- _TASK TO COMPLETE_:
Find the line with "transport over reqwest." in the records below. Copy it and every line after it, up to and including the line with "pub fn new()".

- _DATA FOR REVIEW_:
--------------------
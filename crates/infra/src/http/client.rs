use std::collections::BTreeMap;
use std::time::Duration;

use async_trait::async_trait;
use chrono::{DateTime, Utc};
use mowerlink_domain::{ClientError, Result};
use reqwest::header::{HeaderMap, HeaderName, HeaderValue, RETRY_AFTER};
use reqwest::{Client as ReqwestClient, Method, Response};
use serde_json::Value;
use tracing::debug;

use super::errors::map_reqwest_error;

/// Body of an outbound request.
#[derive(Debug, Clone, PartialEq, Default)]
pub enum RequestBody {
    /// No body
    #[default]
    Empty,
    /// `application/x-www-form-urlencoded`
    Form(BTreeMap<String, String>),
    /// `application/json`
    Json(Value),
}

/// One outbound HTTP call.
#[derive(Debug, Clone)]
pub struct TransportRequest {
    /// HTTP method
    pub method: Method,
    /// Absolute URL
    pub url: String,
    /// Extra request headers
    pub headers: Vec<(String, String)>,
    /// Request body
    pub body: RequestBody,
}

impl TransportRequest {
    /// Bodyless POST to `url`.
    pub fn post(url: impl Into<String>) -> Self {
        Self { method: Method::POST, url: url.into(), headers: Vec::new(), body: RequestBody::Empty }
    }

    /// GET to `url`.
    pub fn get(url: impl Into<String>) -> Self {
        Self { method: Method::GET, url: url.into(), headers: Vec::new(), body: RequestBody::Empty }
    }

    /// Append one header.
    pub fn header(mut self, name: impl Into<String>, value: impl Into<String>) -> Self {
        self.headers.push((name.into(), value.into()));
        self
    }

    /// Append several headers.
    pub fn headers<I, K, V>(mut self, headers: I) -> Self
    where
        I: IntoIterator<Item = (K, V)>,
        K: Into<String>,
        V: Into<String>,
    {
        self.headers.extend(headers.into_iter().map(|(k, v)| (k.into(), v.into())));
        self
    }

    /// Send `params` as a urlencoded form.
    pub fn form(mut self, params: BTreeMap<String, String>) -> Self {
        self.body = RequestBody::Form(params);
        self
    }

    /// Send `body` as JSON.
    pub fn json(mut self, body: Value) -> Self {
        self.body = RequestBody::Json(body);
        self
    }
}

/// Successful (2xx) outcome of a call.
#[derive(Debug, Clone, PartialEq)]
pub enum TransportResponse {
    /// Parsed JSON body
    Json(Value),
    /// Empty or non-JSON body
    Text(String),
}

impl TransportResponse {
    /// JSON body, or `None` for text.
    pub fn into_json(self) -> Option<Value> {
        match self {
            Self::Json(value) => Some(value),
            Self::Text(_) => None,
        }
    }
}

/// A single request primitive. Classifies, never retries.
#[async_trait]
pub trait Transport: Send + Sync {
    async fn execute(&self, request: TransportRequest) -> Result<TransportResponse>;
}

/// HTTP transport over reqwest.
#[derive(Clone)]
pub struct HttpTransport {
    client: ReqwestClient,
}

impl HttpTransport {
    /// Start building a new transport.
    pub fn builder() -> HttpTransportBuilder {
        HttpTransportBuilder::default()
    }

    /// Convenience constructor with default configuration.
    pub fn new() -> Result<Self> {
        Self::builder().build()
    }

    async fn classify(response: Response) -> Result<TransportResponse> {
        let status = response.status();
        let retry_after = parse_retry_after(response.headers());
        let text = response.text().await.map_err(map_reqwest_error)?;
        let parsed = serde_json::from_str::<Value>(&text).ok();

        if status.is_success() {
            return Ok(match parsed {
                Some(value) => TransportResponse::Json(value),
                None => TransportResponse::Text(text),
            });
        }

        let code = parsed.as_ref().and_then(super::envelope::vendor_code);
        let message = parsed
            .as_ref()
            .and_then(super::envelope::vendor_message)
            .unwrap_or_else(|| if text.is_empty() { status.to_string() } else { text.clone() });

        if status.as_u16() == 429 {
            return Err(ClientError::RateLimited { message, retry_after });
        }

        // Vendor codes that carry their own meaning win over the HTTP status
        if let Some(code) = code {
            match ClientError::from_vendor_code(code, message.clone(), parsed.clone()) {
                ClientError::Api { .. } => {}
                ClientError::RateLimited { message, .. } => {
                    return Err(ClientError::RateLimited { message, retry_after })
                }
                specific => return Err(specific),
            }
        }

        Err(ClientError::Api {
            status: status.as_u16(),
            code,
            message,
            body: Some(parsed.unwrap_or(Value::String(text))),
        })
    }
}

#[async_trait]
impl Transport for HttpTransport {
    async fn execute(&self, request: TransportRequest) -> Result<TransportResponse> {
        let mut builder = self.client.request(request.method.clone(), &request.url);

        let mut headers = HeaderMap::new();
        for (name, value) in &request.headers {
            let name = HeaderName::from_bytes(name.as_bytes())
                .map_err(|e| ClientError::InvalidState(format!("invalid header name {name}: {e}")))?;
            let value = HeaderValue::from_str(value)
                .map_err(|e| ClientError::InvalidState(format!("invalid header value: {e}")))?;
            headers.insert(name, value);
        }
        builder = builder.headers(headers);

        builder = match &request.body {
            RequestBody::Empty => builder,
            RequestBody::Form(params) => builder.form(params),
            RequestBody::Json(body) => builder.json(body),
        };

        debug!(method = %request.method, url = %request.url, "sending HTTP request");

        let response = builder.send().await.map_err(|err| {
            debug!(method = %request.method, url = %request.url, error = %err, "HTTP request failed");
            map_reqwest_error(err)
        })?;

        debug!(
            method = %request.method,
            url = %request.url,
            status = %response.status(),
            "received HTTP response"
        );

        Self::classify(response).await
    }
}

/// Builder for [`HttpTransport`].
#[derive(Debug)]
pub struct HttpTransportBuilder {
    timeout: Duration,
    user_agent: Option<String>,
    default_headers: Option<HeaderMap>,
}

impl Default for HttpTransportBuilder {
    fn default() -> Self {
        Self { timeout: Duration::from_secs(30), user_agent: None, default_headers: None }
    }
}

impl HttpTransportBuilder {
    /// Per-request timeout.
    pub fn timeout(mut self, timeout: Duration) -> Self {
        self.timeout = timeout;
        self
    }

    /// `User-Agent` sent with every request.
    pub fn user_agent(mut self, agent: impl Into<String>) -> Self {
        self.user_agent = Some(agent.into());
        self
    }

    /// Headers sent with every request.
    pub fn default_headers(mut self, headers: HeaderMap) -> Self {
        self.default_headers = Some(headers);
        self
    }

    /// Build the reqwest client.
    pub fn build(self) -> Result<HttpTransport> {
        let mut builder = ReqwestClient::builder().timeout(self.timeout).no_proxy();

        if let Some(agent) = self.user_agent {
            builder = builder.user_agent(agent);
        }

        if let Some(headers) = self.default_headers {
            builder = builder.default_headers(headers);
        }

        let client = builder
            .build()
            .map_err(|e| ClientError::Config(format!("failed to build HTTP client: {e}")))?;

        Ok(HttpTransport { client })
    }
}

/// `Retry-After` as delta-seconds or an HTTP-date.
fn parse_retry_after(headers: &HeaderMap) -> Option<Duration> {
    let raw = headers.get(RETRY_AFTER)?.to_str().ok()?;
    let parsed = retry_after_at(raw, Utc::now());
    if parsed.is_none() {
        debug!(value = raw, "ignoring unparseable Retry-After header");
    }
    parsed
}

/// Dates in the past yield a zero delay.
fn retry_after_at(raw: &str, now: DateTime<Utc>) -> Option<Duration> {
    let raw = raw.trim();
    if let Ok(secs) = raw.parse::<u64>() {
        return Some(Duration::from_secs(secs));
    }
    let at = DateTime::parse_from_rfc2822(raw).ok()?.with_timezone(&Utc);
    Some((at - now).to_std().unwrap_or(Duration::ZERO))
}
--------------------
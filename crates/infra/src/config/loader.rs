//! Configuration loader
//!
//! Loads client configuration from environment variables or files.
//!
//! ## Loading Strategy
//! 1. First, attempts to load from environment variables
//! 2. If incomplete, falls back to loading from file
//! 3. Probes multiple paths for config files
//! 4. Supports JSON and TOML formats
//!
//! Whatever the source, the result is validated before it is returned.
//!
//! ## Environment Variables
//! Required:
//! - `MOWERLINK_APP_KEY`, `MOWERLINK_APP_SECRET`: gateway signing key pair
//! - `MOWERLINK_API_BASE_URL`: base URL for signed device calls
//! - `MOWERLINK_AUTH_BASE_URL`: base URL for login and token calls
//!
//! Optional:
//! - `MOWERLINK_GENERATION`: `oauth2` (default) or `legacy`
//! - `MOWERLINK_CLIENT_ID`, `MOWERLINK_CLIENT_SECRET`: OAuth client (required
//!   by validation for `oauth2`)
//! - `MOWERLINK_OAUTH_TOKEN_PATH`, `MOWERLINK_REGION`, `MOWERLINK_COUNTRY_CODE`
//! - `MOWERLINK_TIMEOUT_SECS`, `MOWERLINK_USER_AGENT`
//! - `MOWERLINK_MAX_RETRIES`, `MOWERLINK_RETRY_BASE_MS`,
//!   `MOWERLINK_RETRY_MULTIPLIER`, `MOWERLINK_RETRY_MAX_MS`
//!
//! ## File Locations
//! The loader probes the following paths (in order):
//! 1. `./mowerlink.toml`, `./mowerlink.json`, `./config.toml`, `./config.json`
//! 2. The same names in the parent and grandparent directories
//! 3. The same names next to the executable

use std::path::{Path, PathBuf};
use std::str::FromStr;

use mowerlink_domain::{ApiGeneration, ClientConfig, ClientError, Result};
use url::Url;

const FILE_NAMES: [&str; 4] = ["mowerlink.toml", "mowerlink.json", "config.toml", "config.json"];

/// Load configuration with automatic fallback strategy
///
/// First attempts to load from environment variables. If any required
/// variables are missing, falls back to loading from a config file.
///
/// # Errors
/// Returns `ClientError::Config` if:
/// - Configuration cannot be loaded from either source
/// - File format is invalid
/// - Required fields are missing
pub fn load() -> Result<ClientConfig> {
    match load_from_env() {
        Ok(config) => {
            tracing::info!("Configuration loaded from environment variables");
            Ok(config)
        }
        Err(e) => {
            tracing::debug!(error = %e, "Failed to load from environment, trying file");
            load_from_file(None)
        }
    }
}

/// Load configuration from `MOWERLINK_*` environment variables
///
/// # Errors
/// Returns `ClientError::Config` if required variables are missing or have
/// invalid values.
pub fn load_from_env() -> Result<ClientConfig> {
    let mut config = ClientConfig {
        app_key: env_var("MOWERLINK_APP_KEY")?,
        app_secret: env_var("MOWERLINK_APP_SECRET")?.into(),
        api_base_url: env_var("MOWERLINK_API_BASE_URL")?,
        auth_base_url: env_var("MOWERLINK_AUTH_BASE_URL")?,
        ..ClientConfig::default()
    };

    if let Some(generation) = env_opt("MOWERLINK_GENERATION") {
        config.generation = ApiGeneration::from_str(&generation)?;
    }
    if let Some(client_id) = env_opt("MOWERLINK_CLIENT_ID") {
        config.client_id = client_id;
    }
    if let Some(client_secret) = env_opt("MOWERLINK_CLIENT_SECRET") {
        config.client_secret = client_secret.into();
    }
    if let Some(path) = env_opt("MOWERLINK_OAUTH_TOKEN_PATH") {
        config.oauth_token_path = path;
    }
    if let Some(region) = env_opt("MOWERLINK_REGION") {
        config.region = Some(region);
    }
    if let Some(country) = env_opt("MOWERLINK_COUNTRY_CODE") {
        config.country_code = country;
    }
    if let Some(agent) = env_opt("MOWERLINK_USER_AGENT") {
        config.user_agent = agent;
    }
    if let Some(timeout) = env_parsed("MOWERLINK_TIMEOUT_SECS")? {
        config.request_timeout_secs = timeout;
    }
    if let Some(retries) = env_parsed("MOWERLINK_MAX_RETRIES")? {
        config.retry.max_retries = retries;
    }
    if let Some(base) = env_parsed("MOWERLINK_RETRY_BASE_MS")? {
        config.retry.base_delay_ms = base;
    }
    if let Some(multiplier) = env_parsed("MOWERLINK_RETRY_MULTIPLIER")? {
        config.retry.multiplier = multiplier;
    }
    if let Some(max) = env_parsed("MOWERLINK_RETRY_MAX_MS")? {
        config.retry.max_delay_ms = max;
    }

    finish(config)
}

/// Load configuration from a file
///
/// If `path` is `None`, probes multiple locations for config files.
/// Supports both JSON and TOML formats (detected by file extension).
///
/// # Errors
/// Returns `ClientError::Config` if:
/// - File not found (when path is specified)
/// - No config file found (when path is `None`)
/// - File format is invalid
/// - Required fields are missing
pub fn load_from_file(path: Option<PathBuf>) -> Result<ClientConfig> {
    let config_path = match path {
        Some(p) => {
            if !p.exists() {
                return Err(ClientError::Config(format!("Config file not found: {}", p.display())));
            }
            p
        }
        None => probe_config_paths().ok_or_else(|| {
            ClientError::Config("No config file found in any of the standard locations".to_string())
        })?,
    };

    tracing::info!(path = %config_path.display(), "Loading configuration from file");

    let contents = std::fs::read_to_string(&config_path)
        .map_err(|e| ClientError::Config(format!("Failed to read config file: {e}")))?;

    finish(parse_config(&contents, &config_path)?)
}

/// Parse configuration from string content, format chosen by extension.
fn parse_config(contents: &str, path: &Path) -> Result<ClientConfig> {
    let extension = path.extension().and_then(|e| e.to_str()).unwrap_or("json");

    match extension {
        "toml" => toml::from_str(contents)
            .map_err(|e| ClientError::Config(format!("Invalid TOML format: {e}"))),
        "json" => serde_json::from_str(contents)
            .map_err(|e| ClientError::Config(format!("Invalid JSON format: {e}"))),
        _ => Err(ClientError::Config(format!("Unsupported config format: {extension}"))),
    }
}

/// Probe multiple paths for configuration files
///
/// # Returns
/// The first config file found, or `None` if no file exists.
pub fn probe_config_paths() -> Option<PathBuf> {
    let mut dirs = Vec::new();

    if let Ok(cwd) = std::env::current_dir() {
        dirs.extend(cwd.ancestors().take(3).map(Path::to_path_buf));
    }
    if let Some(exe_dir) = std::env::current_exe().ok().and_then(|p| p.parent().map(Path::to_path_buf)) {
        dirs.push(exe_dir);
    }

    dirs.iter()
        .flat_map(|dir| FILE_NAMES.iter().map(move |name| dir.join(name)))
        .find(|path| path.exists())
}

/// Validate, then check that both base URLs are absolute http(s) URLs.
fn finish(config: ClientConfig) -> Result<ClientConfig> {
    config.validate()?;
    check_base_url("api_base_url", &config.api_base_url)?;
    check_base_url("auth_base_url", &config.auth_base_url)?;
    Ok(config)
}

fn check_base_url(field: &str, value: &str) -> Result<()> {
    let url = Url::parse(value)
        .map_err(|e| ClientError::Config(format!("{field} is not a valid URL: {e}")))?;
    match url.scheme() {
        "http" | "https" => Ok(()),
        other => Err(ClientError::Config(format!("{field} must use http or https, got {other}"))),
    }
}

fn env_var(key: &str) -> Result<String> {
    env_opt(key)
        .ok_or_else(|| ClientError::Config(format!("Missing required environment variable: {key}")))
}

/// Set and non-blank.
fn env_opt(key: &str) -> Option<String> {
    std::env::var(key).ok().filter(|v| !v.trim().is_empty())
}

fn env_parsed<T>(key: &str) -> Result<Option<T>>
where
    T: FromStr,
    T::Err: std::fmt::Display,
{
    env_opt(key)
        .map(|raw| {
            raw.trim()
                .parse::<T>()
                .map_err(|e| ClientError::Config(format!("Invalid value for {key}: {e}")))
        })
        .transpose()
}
--------------------
- _TASK OUTPUT_:
/// HTTP transport over reqwest.
#[derive(Clone)]
pub struct HttpTransport {
    client: ReqwestClient,
}

impl HttpTransport {
    /// Start building a new transport.
    pub fn builder() -> HttpTransportBuilder {
        HttpTransportBuilder::default()
    }

    /// Convenience constructor with default configuration.
    pub fn new() -> Result<Self> {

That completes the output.